Outsourcing, Responsibility, and Incentives
- Animation outsourcing is described as longstanding and industry-standard; often in-between work or edits.
- Some see this case as part of a broader pattern: companies set impossible cost/quality targets, outsource, and then “don’t ask” how it was done.
- Counterview: prime contractors (e.g., large studios) can be genuine victims if subcontractors secretly re-outsource.
- Proposals range from “don’t outsource” to requiring on-site audits or third-party inspections. Others argue that broad anti‑outsourcing rules would be economically harmful.
Conditions in North Korea and Remote-Work Fantasies
- A few comments toy with the idea of moving to North Korea as a low-cost remote-work base.

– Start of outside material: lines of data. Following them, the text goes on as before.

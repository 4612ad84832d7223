//! Task and task id types

use crate::CrawlError;
use serde::{Deserialize, Serialize};
use std::fmt;
use std::str::FromStr;

/// Identity of a task: `"{year}:{category_key}"`
///
/// This is the key under which progress is stored in the checkpoint, so its
/// textual form must never change.
#[derive(Debug, Clone, PartialEq, Eq, PartialOrd, Ord, Hash, Serialize, Deserialize)]
#[serde(transparent)]
pub struct TaskId(String);

impl TaskId {
    pub fn new(year: i32, category_key: &str) -> Self {
        Self(format!("{}:{}", year, category_key))
    }

    pub fn as_str(&self) -> &str {
        &self.0
    }

    /// Year part of the id
    pub fn year(&self) -> Option<i32> {
        self.0.split_once(':').and_then(|(year, _)| year.parse().ok())
    }

    /// Category part of the id
    pub fn category_key(&self) -> Option<&str> {
        self.0.split_once(':').map(|(_, key)| key)
    }
}

impl fmt::Display for TaskId {
    fn fmt(&self, f: &mut fmt::Formatter<'_>) -> fmt::Result {
        f.write_str(&self.0)
    }
}

impl FromStr for TaskId {
    type Err = CrawlError;

    /// Parses and validates a `YEAR:CATEGORY` id, e.g. from the command line
    fn from_str(s: &str) -> Result<Self, Self::Err> {
        let s = s.trim();
        let (year, key) = s
            .split_once(':')
            .ok_or_else(|| CrawlError::InvalidTaskId(s.to_string()))?;

        let year: i32 = year
            .parse()
            .map_err(|_| CrawlError::InvalidTaskId(s.to_string()))?;

        if key.is_empty() || key.contains(':') {
            return Err(CrawlError::InvalidTaskId(s.to_string()));
        }

        Ok(Self::new(year, key))
    }
}

/// One unit of crawl work: the listing of one category for one year
#[derive(Debug, Clone, PartialEq, Eq)]
pub struct Task {
    pub year: i32,
    pub category_key: String,
    /// First listing page of the category
    pub source_url: String,
}

impl Task {
    pub fn id(&self) -> TaskId {
        TaskId::new(self.year, &self.category_key)
    }
}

- Strong pushback citing recurring famine, poor food even for tourists, and serious risk of arbitrary detention or being used as a political hostage.
- Disagreement over how universal starvation is, but general acknowledgment of widespread food insecurity and military priority.
Sanctions Strategy, China, and Geopolitics
- Some question why the US sanctions North Korean citizens instead of supporting their economic activity to weaken the regime from within.
- Replies: “we feed allies and starve enemies”; trade can foster change, but policy is complicated and often has both official and real (political) motives.
- China is viewed as the key intermediary: enabling sanctions evasion but also trying to avoid a refugee crisis or state collapse on its border.
HN Meta: Spam, Moderation, and Thread Quality
- Multiple users note apparent coordinated spam/“DDoS” across front-page threads, including this one.
- Discussion that “@username” does not notify moderators; email is the proper channel.
- Some worry that heavy-handed KYC/monitoring of contractors (possibly via third-party ID firms or “spyware”) would be a bad overreaction to this kind of issue.
Shows, Tools, and Reactions
- Specific mention of “Invincible” and other affected cartoons: mixed views on animation quality; some praise story/voice acting but criticize “motion comic”-like visuals.
- One commenter calls for replacing human animators with AI (e.g., Sora) to avoid sanctions risk; others dismiss this as simplistic “AI solves everything.”
- Brief side note that the work appears to have been done with pirated software, which some treat as minor compared to the labor and sanctions issues.